***** Provided records

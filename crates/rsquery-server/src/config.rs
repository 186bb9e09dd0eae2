//! Configuration management for rsquery.
//!
//! This module provides configuration loading with multiple sources:
//! 1. Default values (hardcoded)
//! 2. Configuration file (YAML)
//! 3. Environment variables (override)
//!
//! # Configuration Hierarchy
//!
//! Environment variables take precedence over config file values,
//! which take precedence over defaults.
//!
//! # Example
//!
//! ```ignore
//! use rsquery_server::config::ServerConfig;
//!
//! // Load from file with env overrides
//! let config = ServerConfig::load("rsquery.yaml")?;
//!
//! // Or load from environment only
//! let config = ServerConfig::from_env()?;
//! ```

use std::path::Path;
use std::time::Duration;

use config::{Config, ConfigError, Environment, File, FileFormat};
use rsquery_domain::{CacheConfig, DispatcherConfig};
use serde::{Deserialize, Serialize};

/// Environment variable prefix, e.g. `RSQUERY_CACHE__CAPACITY`.
const ENV_PREFIX: &str = "RSQUERY";

/// Runtime configuration.
#[derive(Debug, Clone, Default, Deserialize, Serialize, PartialEq)]
pub struct ServerConfig {
    /// Dispatcher settings
    #[serde(default)]
    pub dispatcher: DispatcherSettings,

    /// Request cache settings
    #[serde(default)]
    pub cache: CacheSettings,

    /// Logging settings
    #[serde(default)]
    pub logging: LoggingSettings,
}

/// Dispatcher settings.
///
/// # Example YAML Configuration
///
/// ```yaml
/// dispatcher:
///   batching_enabled: true
///   round_timeout_ms: 5000
/// ```
#[derive(Debug, Clone, Deserialize, Serialize, PartialEq)]
pub struct DispatcherSettings {
    /// Batch requests issued outside an explicit batching region.
    ///
    /// Environment variable: `RSQUERY_DISPATCHER__BATCHING_ENABLED`
    #[serde(default = "default_true")]
    pub batching_enabled: bool,

    /// Upper bound on a single dispatch round, in milliseconds.
    ///
    /// Unset means rounds are unbounded.
    /// Environment variable: `RSQUERY_DISPATCHER__ROUND_TIMEOUT_MS`
    #[serde(default)]
    pub round_timeout_ms: Option<u64>,
}

impl Default for DispatcherSettings {
    fn default() -> Self {
        Self {
            batching_enabled: true,
            round_timeout_ms: None,
        }
    }
}

impl DispatcherSettings {
    /// Converts the settings into a dispatcher configuration.
    pub fn to_dispatcher_config(&self) -> DispatcherConfig {
        let config = DispatcherConfig::default().with_batching(self.batching_enabled);
        match self.round_timeout_ms {
            Some(ms) => config.with_round_timeout(Duration::from_millis(ms)),
            None => config,
        }
    }
}

/// Request cache settings, applied to every cache built by the runtime.
#[derive(Debug, Clone, Deserialize, Serialize, PartialEq)]
pub struct CacheSettings {
    /// Maximum number of entries per cache
    #[serde(default = "default_cache_capacity")]
    pub capacity: usize,

    /// Entry time-to-live in milliseconds
    #[serde(default = "default_cache_ttl_ms")]
    pub ttl_ms: u64,
}

impl Default for CacheSettings {
    fn default() -> Self {
        Self {
            capacity: default_cache_capacity(),
            ttl_ms: default_cache_ttl_ms(),
        }
    }
}

impl CacheSettings {
    /// Converts the settings into a cache configuration.
    pub fn to_cache_config(&self) -> CacheConfig {
        CacheConfig::default()
            .with_capacity(self.capacity)
            .with_ttl(Duration::from_millis(self.ttl_ms))
    }
}

fn default_cache_capacity() -> usize {
    CacheConfig::default().capacity
}

fn default_cache_ttl_ms() -> u64 {
    CacheConfig::default().ttl.as_millis() as u64
}

/// Logging settings.
#[derive(Debug, Clone, Deserialize, Serialize, PartialEq)]
pub struct LoggingSettings {
    /// Log level: "trace", "debug", "info", "warn", "error"
    #[serde(default = "default_log_level")]
    pub level: String,

    /// Use JSON format (true for production, false for development)
    #[serde(default)]
    pub json: bool,

    /// Emit span enter/exit events, such as each `dispatch_round`.
    ///
    /// Environment variable: `RSQUERY_LOGGING__SPANS`
    #[serde(default)]
    pub spans: bool,
}

impl Default for LoggingSettings {
    fn default() -> Self {
        Self {
            level: default_log_level(),
            json: false,
            spans: false,
        }
    }
}

fn default_log_level() -> String {
    "info".to_string()
}

fn default_true() -> bool {
    true
}

/// Error type for configuration loading.
#[derive(Debug, thiserror::Error)]
pub enum ConfigLoadError {
    #[error("failed to load configuration: {0}")]
    Load(#[from] ConfigError),

    #[error("configuration file not found: {path}")]
    FileNotFound { path: String },

    #[error("invalid configuration: {message}")]
    Invalid { message: String },
}

impl ServerConfig {
    /// Load configuration from a YAML file with environment variable overrides.
    ///
    /// Environment variables are prefixed with `RSQUERY_` and use `__` as separator.
    /// For example:
    /// - `RSQUERY_CACHE__CAPACITY=1000` overrides `cache.capacity`
    /// - `RSQUERY_LOGGING__JSON=true` overrides `logging.json`
    pub fn load<P: AsRef<Path>>(path: P) -> Result<Self, ConfigLoadError> {
        let path = path.as_ref();

        if !path.exists() {
            return Err(ConfigLoadError::FileNotFound {
                path: path.display().to_string(),
            });
        }

        let config = Config::builder()
            .add_source(Config::try_from(&ServerConfig::default())?)
            .add_source(File::from(path).format(FileFormat::Yaml))
            .add_source(env_source())
            .build()?;

        let server_config: ServerConfig = config.try_deserialize()?;
        server_config.validate()?;

        Ok(server_config)
    }

    /// Load configuration from environment variables only.
    pub fn from_env() -> Result<Self, ConfigLoadError> {
        let config = Config::builder()
            .add_source(Config::try_from(&ServerConfig::default())?)
            .add_source(env_source())
            .build()?;

        let server_config: ServerConfig = config.try_deserialize()?;
        server_config.validate()?;

        Ok(server_config)
    }

    /// Validate the configuration.
    pub fn validate(&self) -> Result<(), ConfigLoadError> {
        if let Err(error) = self.cache.to_cache_config().validate() {
            return Err(ConfigLoadError::Invalid {
                message: format!("cache.capacity: {error}"),
            });
        }

        if self.dispatcher.round_timeout_ms == Some(0) {
            return Err(ConfigLoadError::Invalid {
                message: "dispatcher.round_timeout_ms must be greater than 0".to_string(),
            });
        }

        let valid_levels = ["trace", "debug", "info", "warn", "error"];
        if !valid_levels.contains(&self.logging.level.to_lowercase().as_str()) {
            return Err(ConfigLoadError::Invalid {
                message: format!(
                    "logging.level must be one of: {:?}, got: {}",
                    valid_levels, self.logging.level
                ),
            });
        }

        Ok(())
    }
}

// RSQUERY_CACHE__TTL_MS -> cache.ttl_ms
fn env_source() -> Environment {
    Environment::with_prefix(ENV_PREFIX)
        .prefix_separator("_")
        .separator("__")
        .try_parsing(true)
}

#[cfg(test)]
mod tests {
    use super::*;
    use serial_test::serial;
    use std::io::Write;
    use tempfile::NamedTempFile;

    #[test]
    #[serial]
    fn test_can_load_config_from_yaml_file() {
        let mut file = NamedTempFile::new().unwrap();
        writeln!(
            file,
            r#"
dispatcher:
  batching_enabled: false
  round_timeout_ms: 2500

cache:
  capacity: 128
  ttl_ms: 1500

logging:
  level: debug
  json: true
  spans: true
"#
        )
        .unwrap();

        let config = ServerConfig::load(file.path()).unwrap();

        assert!(!config.dispatcher.batching_enabled);
        assert_eq!(config.dispatcher.round_timeout_ms, Some(2500));
        assert_eq!(config.cache.capacity, 128);
        assert_eq!(config.cache.ttl_ms, 1500);
        assert_eq!(config.logging.level, "debug");
        assert!(config.logging.json);
        assert!(config.logging.spans);
    }

    #[test]
    #[serial]
    fn test_missing_sections_fall_back_to_defaults() {
        let mut file = NamedTempFile::new().unwrap();
        writeln!(file, "cache:\n  capacity: 10").unwrap();

        let config = ServerConfig::load(file.path()).unwrap();

        assert_eq!(config.cache.capacity, 10);
        assert_eq!(config.cache.ttl_ms, 60_000);
        assert_eq!(config.dispatcher, DispatcherSettings::default());
        assert_eq!(config.logging, LoggingSettings::default());
    }

    #[test]
    #[serial]
    fn test_can_override_config_with_env_vars() {
        let mut file = NamedTempFile::new().unwrap();
        writeln!(
            file,
            r#"
cache:
  capacity: 128
  ttl_ms: 1500
"#
        )
        .unwrap();

        std::env::set_var("RSQUERY_CACHE__CAPACITY", "512");
        std::env::set_var("RSQUERY_LOGGING__LEVEL", "warn");

        let config = ServerConfig::load(file.path());

        std::env::remove_var("RSQUERY_CACHE__CAPACITY");
        std::env::remove_var("RSQUERY_LOGGING__LEVEL");

        let config = config.unwrap();
        assert_eq!(config.cache.capacity, 512); // Overridden by env
        assert_eq!(config.cache.ttl_ms, 1500); // From file
        assert_eq!(config.logging.level, "warn"); // Overridden by env
    }

    #[test]
    #[serial]
    fn test_from_env_loads_defaults_with_env_overrides() {
        std::env::set_var("RSQUERY_DISPATCHER__BATCHING_ENABLED", "false");

        let config = ServerConfig::from_env();

        std::env::remove_var("RSQUERY_DISPATCHER__BATCHING_ENABLED");

        let config = config.unwrap();
        assert!(!config.dispatcher.batching_enabled);
        assert_eq!(config.cache, CacheSettings::default());
    }

    #[test]
    fn test_config_validation_catches_errors() {
        let mut config = ServerConfig::default();
        config.cache.capacity = 0;
        let err = config.validate().unwrap_err();
        assert!(err.to_string().contains("cache.capacity"));

        let mut config = ServerConfig::default();
        config.dispatcher.round_timeout_ms = Some(0);
        let err = config.validate().unwrap_err();
        assert!(err.to_string().contains("round_timeout_ms"));

        let mut config = ServerConfig::default();
        config.logging.level = "verbose".to_string();
        let err = config.validate().unwrap_err();
        assert!(err.to_string().contains("logging.level"));

        let mut config = ServerConfig::default();
        config.logging.level = "DEBUG".to_string();
        assert!(config.validate().is_ok());
    }

    #[test]
    #[serial]
    fn test_invalid_config_returns_clear_error() {
        let result = ServerConfig::load("/nonexistent/path/rsquery.yaml");
        let err = result.unwrap_err();
        assert!(matches!(err, ConfigLoadError::FileNotFound { .. }));
        assert!(err.to_string().contains("not found"));

        let mut file = NamedTempFile::new().unwrap();
        writeln!(file, "invalid: yaml: syntax: [").unwrap();

        let err = ServerConfig::load(file.path()).unwrap_err();
        assert!(matches!(err, ConfigLoadError::Load(_)));
    }

    #[test]
    fn test_default_config_is_valid() {
        let config = ServerConfig::default();

        assert!(config.validate().is_ok());
        assert!(config.dispatcher.batching_enabled);
        assert_eq!(config.dispatcher.round_timeout_ms, None);
        assert_eq!(config.cache.capacity, 65_536);
        assert_eq!(config.cache.ttl_ms, 60_000);
        assert_eq!(config.logging.level, "info");
        assert!(!config.logging.json);
        assert!(!config.logging.spans);
    }

    #[test]
    fn test_settings_convert_to_domain_configs() {
        let settings = DispatcherSettings {
            batching_enabled: false,
            round_timeout_ms: Some(250),
        };
        let cache = CacheSettings {
            capacity: 42,
            ttl_ms: 750,
        };

        assert_eq!(
            settings.to_dispatcher_config(),
            DispatcherConfig {
                batching_enabled: false,
                round_timeout: Some(Duration::from_millis(250)),
            }
        );
        assert_eq!(
            cache.to_cache_config(),
            CacheConfig {
                capacity: 42,
                ttl: Duration::from_millis(750),
            }
        );
    }
}
//! Resolvers built from async functions.

use std::future::Future;
use std::marker::PhantomData;

use async_trait::async_trait;
use futures::future::join_all;

use super::traits::{BatchEntry, RequestResolver};
use crate::request::Request;

/// Resolves each request of a batch with its own call, concurrently.
pub struct FnResolver<R, F> {
    name: String,
    resolve: F,
    _request: PhantomData<fn(R)>,
}

impl<R, F> FnResolver<R, F> {
    pub(crate) fn new(name: String, resolve: F) -> Self {
        Self {
            name,
            resolve,
            _request: PhantomData,
        }
    }
}

#[async_trait]
impl<R, F, Fut> RequestResolver<R> for FnResolver<R, F>
where
    R: Request,
    F: Fn(R) -> Fut + Send + Sync + 'static,
    Fut: Future<Output = Result<R::Value, R::Error>> + Send + 'static,
{
    fn name(&self) -> &str {
        &self.name
    }

    async fn run_batch(&self, batch: &[BatchEntry<R>]) -> Result<(), R::Error> {
        let calls = batch.iter().map(|entry| {
            let call = (self.resolve)(entry.request().clone());
            async move {
                entry.complete(call.await);
            }
        });
        join_all(calls).await;
        Ok(())
    }
}

/// Resolves a whole batch with one call whose results are matched to the
/// requests by position.
///
/// A result vector shorter than the batch leaves the tail pending, which
/// the dispatcher reports as a protocol violation. Extra results are
/// ignored.
pub struct BatchFnResolver<R, F> {
    name: String,
    resolve: F,
    _request: PhantomData<fn(R)>,
}

impl<R, F> BatchFnResolver<R, F> {
    pub(crate) fn new(name: String, resolve: F) -> Self {
        Self {
            name,
            resolve,
            _request: PhantomData,
        }
    }
}

#[async_trait]
impl<R, F, Fut> RequestResolver<R> for BatchFnResolver<R, F>
where
    R: Request,
    F: Fn(Vec<R>) -> Fut + Send + Sync + 'static,
    Fut: Future<Output = Result<Vec<Result<R::Value, R::Error>>, R::Error>> + Send + 'static,
{
    fn name(&self) -> &str {
        &self.name
    }

    async fn run_batch(&self, batch: &[BatchEntry<R>]) -> Result<(), R::Error> {
        let requests = batch.iter().map(|entry| entry.request().clone()).collect();
        let results = (self.resolve)(requests).await?;
        if results.len() != batch.len() {
            tracing::warn!(
                resolver = %self.name,
                expected = batch.len(),
                actual = results.len(),
                "batch function returned a mismatched number of results"
            );
        }
        for (entry, result) in batch.iter().zip(results) {
            entry.complete(result);
        }
        Ok(())
    }
}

**********

§ Exercise prompt: In the records, locate each line holding the string "iter" and copy it.

§ Exercise answer:
        let calls = batch.iter().map(|entry| {
        let requests = batch.iter().map(|entry| entry.request().clone()).collect();
        for (entry, result) in batch.iter().zip(results) {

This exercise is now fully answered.